DIRECTIONS FOR THIS TASK: Check every line of the entries that follow, and copy the ones containing "intercept".

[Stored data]
== Segment start ==

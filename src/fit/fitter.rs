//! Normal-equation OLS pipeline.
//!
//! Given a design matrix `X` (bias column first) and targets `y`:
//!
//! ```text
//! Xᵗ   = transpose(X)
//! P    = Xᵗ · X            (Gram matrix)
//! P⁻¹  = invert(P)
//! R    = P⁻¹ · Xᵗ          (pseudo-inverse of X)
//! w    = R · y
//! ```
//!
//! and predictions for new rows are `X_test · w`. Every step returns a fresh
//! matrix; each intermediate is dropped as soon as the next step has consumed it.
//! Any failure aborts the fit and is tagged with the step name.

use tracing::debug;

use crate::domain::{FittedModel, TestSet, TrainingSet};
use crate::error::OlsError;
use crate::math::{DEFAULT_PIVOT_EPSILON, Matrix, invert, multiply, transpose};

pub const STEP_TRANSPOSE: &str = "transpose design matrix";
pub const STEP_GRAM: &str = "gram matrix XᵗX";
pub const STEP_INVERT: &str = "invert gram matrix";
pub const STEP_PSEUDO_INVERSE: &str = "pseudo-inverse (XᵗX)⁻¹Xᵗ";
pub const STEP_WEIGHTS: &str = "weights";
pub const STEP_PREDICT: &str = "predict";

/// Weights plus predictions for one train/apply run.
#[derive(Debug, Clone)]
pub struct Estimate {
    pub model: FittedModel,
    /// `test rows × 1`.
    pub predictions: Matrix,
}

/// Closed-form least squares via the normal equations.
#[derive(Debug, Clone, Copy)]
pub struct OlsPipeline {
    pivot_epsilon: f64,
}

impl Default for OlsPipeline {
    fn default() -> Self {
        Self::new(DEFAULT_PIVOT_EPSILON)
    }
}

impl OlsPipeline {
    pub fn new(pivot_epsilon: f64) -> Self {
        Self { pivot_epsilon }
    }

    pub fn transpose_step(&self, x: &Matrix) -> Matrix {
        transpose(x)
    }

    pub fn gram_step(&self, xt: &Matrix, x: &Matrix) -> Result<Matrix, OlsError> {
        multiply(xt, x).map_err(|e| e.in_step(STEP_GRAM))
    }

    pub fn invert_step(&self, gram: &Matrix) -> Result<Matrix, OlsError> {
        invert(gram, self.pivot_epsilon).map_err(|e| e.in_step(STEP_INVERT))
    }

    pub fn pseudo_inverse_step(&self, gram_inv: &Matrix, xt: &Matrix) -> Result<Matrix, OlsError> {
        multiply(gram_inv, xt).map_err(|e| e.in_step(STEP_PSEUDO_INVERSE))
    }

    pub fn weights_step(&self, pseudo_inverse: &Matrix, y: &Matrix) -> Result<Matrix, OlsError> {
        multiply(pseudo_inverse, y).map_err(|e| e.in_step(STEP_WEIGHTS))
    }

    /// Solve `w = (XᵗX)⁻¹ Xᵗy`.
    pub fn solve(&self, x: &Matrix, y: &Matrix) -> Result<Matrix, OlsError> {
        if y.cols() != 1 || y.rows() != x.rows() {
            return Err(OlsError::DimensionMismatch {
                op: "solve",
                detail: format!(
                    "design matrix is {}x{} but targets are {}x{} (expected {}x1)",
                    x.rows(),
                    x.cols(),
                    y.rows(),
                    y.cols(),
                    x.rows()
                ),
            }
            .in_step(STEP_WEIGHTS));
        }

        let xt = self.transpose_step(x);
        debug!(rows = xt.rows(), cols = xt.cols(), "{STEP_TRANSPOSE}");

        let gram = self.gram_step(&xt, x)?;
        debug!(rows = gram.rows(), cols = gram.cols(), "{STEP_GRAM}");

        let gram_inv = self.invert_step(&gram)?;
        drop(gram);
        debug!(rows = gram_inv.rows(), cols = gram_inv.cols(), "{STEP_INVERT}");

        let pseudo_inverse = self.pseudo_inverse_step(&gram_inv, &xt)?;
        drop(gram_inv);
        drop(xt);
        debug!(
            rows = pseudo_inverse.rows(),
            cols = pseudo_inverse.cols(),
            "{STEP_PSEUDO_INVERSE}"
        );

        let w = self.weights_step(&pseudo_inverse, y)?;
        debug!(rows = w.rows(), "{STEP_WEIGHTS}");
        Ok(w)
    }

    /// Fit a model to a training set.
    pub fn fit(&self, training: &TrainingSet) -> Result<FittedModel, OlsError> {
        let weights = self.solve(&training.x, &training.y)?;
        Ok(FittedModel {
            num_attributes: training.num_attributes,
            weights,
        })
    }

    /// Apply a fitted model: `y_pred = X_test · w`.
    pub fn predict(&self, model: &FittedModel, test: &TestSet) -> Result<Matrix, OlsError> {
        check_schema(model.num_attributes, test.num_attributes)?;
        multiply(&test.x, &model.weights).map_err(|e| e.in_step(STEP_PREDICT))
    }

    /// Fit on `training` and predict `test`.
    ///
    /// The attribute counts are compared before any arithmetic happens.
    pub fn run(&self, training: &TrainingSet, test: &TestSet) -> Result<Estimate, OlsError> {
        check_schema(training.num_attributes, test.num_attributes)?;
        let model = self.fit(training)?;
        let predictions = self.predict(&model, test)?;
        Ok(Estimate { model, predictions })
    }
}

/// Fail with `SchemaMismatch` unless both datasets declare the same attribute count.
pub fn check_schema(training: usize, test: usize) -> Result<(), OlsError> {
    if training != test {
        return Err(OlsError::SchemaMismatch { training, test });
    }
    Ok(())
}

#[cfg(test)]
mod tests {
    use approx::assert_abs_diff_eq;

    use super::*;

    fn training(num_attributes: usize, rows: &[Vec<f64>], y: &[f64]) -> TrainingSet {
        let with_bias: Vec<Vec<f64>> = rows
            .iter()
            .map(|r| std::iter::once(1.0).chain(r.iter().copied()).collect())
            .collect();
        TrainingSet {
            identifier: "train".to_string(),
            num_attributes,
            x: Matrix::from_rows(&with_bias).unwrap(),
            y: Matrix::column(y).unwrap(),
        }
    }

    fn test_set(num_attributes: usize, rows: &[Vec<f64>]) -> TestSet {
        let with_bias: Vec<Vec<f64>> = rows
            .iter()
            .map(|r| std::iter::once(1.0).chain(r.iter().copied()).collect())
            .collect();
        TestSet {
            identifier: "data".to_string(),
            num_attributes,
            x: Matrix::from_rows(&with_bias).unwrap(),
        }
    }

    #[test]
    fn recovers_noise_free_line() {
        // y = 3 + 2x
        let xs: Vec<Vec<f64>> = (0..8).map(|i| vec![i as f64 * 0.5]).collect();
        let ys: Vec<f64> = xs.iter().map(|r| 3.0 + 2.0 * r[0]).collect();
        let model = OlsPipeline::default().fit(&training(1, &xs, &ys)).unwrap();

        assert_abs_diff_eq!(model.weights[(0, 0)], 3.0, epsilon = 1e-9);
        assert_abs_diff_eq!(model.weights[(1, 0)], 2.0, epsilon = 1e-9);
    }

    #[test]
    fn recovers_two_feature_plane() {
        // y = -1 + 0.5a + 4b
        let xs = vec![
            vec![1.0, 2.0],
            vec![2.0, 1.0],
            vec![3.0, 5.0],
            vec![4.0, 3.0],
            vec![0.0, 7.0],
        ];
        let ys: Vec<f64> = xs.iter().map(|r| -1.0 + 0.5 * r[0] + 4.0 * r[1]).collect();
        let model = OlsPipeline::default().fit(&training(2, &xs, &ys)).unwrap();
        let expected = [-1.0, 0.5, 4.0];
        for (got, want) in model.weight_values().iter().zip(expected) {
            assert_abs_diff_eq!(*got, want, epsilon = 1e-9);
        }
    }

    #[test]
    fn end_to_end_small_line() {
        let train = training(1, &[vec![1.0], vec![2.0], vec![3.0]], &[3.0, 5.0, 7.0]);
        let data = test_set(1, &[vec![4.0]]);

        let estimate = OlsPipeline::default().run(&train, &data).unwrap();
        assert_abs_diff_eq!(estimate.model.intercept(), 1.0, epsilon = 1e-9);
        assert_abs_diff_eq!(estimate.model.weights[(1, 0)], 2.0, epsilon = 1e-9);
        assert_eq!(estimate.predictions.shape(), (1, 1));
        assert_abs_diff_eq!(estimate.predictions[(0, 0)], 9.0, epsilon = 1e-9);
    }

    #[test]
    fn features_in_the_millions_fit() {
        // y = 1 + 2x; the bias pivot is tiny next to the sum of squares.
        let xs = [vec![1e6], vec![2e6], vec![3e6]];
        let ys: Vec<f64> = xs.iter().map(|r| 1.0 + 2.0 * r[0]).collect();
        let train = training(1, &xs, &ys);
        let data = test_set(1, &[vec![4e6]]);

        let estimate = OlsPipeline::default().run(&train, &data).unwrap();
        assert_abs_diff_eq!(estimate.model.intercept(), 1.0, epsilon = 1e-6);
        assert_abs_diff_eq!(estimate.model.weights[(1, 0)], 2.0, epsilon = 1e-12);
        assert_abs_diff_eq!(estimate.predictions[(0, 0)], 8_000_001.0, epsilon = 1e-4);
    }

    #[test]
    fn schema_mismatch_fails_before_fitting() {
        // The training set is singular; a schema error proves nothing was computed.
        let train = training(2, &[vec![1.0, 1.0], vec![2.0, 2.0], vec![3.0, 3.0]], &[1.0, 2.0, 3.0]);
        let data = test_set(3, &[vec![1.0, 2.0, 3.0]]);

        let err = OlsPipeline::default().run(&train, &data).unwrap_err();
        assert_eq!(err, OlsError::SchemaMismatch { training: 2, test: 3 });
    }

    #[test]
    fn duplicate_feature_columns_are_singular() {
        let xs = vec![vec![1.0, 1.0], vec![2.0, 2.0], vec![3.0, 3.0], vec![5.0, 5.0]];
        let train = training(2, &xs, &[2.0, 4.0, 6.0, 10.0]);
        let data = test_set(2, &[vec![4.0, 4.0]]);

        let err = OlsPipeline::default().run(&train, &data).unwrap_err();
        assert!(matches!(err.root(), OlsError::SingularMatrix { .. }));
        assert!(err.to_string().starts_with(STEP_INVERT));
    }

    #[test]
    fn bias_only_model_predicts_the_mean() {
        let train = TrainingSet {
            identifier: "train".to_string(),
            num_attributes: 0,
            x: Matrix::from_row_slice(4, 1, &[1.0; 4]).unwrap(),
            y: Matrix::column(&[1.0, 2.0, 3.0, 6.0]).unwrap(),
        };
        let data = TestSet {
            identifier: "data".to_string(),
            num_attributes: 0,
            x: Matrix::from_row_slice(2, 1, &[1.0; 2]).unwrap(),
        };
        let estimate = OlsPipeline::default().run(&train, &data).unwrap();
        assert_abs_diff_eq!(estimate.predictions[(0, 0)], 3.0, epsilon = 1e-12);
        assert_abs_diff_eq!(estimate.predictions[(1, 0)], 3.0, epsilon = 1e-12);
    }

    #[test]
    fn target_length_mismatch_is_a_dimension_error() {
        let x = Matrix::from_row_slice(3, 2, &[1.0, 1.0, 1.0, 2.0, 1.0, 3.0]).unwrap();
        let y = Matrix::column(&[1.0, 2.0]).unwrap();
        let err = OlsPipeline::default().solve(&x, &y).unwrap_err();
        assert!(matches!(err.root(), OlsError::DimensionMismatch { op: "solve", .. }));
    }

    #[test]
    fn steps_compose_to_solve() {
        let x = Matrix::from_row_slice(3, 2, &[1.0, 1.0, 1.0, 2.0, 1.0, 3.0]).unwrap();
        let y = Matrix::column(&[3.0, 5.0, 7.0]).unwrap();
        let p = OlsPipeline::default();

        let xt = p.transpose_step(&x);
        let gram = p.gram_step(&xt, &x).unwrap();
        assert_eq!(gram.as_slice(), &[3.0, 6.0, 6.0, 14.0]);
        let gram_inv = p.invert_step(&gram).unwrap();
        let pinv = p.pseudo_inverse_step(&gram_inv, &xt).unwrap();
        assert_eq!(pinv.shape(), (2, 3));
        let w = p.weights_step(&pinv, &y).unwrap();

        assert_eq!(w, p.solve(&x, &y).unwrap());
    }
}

== Segment end ==
== Segment start ==

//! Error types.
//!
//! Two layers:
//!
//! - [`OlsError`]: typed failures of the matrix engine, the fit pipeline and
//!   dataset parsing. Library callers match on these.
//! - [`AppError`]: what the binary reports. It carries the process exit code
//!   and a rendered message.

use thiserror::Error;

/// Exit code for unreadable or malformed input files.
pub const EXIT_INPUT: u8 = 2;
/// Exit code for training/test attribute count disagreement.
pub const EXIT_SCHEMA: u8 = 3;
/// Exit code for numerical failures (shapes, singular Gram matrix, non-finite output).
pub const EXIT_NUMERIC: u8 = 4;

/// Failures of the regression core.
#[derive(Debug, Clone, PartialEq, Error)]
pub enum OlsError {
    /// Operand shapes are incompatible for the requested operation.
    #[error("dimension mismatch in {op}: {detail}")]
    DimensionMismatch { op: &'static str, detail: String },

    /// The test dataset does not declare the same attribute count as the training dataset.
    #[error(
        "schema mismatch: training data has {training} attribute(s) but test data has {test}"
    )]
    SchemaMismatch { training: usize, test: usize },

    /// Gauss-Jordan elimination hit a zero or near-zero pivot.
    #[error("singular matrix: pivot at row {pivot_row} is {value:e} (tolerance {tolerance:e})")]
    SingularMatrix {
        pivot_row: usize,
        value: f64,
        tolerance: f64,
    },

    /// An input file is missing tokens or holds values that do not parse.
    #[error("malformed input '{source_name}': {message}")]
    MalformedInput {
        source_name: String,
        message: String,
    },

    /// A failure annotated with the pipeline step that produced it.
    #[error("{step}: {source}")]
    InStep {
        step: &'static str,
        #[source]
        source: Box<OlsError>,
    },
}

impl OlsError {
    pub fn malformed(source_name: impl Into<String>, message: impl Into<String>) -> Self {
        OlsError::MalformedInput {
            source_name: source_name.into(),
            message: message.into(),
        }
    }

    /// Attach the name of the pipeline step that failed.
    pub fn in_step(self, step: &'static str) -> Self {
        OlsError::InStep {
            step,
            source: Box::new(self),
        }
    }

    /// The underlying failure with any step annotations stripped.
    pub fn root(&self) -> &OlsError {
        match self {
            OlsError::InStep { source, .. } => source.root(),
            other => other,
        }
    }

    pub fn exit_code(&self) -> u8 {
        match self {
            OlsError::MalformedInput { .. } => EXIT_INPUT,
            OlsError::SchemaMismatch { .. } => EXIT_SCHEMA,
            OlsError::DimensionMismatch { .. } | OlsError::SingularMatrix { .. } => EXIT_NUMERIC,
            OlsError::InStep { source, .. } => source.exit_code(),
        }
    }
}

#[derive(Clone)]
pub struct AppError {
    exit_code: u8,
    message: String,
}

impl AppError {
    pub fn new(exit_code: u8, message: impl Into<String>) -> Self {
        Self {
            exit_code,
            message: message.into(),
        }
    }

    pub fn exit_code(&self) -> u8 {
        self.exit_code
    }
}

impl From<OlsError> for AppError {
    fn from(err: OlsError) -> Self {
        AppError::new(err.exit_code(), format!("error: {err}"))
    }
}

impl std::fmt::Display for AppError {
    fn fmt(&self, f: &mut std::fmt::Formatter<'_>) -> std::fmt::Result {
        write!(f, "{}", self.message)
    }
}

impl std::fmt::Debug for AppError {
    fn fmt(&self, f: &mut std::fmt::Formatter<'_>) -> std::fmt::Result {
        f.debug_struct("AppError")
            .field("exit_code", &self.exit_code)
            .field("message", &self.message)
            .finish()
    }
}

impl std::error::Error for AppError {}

== Segment end ==

FINAL ANSWER:
        assert_abs_diff_eq!(estimate.model.intercept(), 1.0, epsilon = 1e-9);
        assert_abs_diff_eq!(estimate.model.intercept(), 1.0, epsilon = 1e-6);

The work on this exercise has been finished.